WHAT THIS TASK INVOLVES
In the entries below, find the line with "Creates a new" and the line with "let mut part". Return those two lines and all lines between them, exactly.

[Dataset items]
*** Block opens ***
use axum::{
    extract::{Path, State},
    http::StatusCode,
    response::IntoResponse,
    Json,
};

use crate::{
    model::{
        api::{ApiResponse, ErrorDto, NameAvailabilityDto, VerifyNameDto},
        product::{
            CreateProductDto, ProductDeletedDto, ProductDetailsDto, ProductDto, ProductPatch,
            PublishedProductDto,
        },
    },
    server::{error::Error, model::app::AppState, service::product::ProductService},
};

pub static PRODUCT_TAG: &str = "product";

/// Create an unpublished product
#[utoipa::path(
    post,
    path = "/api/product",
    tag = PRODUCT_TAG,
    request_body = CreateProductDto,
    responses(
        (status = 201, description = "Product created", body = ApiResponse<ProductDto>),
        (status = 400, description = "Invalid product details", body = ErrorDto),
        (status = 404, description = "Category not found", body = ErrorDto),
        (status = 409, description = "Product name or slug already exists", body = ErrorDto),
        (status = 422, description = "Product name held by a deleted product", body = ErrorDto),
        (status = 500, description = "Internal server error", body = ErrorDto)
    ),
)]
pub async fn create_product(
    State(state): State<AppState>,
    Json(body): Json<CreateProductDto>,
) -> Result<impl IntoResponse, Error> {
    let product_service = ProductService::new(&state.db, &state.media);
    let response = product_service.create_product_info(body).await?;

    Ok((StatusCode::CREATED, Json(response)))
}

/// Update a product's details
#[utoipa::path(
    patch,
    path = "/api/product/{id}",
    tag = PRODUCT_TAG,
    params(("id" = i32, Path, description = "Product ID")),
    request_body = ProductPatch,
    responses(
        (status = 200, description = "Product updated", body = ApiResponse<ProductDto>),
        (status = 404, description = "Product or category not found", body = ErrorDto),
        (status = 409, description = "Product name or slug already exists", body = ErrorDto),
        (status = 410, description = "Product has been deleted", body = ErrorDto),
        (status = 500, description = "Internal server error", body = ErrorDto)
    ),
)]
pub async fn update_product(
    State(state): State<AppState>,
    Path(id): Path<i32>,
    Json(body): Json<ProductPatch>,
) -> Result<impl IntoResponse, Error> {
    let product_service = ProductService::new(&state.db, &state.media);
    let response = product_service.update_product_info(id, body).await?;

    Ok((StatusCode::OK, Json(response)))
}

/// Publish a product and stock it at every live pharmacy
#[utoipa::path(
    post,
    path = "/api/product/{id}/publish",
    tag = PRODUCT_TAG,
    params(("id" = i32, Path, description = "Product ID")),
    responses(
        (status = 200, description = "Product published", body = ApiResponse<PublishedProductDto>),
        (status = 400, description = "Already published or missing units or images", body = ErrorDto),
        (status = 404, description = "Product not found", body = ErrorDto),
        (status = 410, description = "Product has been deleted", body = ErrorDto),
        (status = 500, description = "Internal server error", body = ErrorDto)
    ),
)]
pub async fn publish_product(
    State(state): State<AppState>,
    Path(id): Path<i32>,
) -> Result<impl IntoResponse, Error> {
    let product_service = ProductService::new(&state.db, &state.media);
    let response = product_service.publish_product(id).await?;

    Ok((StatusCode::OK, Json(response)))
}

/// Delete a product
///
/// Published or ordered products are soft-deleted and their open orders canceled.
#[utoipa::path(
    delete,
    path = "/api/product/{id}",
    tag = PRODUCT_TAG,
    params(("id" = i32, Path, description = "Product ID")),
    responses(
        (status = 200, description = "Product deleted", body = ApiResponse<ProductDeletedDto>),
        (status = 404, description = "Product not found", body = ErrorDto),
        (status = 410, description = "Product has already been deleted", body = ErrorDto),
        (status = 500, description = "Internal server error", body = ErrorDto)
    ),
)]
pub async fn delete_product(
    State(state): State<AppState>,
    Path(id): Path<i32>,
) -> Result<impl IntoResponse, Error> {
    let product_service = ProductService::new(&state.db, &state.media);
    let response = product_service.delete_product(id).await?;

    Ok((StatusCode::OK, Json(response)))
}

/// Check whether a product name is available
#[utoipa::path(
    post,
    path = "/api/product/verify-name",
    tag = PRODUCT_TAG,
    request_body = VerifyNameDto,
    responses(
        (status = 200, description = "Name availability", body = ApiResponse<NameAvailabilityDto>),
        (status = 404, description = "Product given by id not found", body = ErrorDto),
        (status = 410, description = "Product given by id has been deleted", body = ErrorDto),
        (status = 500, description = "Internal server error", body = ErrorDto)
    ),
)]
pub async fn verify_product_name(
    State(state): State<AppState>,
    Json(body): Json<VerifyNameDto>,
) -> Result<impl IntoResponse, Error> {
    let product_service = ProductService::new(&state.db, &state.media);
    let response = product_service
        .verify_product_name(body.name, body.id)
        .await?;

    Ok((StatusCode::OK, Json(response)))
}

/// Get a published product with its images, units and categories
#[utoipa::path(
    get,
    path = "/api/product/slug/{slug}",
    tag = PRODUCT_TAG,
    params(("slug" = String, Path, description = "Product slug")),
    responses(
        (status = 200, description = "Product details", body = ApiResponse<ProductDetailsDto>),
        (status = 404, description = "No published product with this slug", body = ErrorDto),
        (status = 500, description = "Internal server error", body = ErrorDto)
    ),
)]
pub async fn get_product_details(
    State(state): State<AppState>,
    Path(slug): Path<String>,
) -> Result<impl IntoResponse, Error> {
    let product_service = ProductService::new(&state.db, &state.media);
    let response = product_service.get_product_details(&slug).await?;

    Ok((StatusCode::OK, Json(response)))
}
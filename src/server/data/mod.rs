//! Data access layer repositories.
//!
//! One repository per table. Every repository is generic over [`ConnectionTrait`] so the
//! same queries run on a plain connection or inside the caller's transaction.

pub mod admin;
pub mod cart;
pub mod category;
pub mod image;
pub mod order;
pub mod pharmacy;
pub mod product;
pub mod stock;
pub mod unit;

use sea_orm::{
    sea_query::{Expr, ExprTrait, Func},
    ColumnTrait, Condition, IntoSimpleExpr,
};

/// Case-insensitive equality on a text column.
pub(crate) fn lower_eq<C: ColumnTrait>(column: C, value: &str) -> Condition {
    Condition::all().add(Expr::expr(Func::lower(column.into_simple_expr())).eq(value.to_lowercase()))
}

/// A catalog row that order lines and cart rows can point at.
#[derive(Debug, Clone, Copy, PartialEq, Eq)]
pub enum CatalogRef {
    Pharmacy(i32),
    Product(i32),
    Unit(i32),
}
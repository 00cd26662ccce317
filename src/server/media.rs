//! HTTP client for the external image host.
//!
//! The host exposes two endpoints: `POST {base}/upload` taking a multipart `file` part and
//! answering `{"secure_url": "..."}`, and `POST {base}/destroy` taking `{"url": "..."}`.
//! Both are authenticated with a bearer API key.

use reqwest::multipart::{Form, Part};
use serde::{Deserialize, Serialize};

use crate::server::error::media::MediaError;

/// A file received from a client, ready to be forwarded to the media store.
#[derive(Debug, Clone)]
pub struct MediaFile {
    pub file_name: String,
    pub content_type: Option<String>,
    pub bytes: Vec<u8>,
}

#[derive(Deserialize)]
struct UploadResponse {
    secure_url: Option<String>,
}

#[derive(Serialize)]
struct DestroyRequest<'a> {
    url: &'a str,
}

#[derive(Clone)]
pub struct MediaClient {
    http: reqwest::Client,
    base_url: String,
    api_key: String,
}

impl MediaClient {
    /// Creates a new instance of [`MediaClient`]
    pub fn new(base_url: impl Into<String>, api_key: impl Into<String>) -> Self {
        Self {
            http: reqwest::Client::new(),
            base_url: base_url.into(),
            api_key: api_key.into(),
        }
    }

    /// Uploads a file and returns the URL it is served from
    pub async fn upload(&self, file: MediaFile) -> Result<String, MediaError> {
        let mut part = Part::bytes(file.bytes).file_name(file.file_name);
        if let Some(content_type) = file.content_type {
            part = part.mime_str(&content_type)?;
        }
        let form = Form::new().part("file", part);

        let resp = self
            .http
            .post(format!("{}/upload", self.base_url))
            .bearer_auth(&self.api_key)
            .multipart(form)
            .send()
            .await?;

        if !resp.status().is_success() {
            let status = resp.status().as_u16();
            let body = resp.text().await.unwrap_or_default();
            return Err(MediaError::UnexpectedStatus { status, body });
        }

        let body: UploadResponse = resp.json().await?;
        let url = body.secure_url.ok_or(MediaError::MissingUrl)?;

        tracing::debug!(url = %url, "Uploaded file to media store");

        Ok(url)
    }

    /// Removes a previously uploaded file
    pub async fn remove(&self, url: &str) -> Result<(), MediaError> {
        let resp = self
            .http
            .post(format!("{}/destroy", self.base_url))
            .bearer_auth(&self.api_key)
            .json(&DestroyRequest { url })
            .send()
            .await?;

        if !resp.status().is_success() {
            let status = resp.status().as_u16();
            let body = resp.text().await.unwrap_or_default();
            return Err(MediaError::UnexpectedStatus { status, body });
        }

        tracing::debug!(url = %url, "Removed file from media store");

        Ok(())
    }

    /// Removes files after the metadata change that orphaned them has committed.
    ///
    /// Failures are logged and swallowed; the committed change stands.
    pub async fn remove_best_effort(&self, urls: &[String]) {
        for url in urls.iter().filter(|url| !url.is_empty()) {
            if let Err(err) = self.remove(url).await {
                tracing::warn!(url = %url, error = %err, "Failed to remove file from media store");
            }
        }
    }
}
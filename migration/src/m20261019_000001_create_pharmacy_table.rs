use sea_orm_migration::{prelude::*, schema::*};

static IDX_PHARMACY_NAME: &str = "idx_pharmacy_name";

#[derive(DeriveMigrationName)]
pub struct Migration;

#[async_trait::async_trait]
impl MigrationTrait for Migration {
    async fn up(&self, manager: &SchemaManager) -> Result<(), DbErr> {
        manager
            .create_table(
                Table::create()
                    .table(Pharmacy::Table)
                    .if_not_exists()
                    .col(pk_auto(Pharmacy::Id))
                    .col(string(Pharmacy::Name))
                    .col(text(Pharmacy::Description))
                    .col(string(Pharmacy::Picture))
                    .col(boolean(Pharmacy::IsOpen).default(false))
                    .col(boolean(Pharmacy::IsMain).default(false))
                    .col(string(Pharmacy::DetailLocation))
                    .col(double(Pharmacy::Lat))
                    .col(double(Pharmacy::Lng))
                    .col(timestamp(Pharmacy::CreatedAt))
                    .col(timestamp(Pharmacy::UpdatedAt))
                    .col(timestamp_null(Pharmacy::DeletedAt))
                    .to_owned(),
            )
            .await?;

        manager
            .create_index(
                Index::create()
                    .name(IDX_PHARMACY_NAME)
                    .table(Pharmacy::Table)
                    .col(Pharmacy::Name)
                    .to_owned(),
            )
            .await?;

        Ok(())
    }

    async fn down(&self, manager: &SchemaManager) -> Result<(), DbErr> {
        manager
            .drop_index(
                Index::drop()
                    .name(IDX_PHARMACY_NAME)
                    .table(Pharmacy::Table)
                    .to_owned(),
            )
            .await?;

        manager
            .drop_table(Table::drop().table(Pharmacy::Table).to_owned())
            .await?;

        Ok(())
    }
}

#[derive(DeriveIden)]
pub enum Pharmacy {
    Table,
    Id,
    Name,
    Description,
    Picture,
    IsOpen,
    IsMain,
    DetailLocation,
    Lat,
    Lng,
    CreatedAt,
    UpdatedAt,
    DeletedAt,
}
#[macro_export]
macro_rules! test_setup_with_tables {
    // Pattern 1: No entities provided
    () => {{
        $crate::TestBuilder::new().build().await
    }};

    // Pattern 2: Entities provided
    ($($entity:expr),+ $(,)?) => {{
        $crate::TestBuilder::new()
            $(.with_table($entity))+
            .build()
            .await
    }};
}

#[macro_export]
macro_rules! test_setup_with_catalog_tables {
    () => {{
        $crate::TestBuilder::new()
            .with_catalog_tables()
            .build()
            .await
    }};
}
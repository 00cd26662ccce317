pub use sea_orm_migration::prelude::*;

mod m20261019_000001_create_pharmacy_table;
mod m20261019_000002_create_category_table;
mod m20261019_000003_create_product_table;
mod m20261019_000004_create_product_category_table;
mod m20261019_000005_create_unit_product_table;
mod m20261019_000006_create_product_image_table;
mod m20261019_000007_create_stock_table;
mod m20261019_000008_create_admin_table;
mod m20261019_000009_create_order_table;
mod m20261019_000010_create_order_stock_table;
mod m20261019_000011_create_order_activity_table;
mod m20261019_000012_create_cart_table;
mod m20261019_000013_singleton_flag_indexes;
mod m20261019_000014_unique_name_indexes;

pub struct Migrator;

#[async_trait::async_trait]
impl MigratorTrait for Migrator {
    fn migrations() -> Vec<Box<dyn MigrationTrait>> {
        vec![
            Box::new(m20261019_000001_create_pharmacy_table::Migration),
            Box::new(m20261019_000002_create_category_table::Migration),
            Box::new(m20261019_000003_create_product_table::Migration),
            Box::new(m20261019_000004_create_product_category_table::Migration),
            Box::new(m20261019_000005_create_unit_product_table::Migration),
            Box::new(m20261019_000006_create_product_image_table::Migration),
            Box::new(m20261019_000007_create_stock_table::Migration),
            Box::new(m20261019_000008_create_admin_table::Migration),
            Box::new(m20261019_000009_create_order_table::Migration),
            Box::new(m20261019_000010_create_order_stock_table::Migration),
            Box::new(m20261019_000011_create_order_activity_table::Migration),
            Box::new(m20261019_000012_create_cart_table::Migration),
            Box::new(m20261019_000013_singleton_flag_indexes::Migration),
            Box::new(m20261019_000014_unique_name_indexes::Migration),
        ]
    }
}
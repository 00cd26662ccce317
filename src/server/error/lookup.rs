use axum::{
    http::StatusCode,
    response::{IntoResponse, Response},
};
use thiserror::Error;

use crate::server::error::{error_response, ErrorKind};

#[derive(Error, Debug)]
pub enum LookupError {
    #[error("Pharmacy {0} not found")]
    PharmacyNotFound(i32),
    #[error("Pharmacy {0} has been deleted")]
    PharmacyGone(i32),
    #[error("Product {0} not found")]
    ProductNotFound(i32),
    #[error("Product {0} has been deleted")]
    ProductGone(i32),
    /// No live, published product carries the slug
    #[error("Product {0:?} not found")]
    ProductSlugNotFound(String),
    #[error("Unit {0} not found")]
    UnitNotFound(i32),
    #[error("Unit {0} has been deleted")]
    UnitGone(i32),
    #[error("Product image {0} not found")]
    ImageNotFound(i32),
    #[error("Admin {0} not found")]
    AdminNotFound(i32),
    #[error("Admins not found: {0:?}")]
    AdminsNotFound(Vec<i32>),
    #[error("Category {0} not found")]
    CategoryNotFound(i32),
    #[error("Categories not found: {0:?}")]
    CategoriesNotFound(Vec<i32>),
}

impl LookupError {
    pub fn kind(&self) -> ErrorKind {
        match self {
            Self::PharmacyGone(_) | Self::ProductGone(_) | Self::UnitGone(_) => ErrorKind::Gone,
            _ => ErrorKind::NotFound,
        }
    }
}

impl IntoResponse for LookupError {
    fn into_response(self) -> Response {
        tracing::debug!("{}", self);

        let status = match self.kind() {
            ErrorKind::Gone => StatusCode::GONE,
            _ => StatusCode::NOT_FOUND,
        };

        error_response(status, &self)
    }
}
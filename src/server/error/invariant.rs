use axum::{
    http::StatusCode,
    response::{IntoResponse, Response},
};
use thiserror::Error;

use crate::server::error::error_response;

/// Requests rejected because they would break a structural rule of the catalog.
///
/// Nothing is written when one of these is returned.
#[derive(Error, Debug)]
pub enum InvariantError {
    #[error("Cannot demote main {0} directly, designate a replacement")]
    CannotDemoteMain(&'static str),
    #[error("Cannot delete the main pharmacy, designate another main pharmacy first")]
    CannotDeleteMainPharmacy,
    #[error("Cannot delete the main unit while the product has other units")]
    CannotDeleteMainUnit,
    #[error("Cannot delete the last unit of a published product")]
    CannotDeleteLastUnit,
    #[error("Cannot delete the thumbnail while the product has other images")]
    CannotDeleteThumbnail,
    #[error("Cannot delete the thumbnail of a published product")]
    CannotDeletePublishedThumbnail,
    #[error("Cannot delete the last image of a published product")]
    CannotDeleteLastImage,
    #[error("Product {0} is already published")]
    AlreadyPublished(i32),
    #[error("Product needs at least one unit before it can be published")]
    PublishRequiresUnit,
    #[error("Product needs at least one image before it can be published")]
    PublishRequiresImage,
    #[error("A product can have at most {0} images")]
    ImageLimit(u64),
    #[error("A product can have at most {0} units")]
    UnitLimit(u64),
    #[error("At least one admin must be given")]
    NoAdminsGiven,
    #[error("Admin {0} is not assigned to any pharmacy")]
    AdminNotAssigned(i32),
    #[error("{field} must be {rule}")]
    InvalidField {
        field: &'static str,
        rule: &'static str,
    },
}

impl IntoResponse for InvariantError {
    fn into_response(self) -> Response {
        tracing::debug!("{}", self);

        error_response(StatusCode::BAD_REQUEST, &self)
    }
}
*** Block closes ***
SOLUTION TO THIS EXERCISE
    /// Creates a new instance of [`MediaClient`]
    pub fn new(base_url: impl Into<String>, api_key: impl Into<String>) -> Self {
        Self {
            http: reqwest::Client::new(),
            base_url: base_url.into(),
            api_key: api_key.into(),
        }
    }

    /// Uploads a file and returns the URL it is served from
    pub async fn upload(&self, file: MediaFile) -> Result<String, MediaError> {
        let mut part = Part::bytes(file.bytes).file_name(file.file_name);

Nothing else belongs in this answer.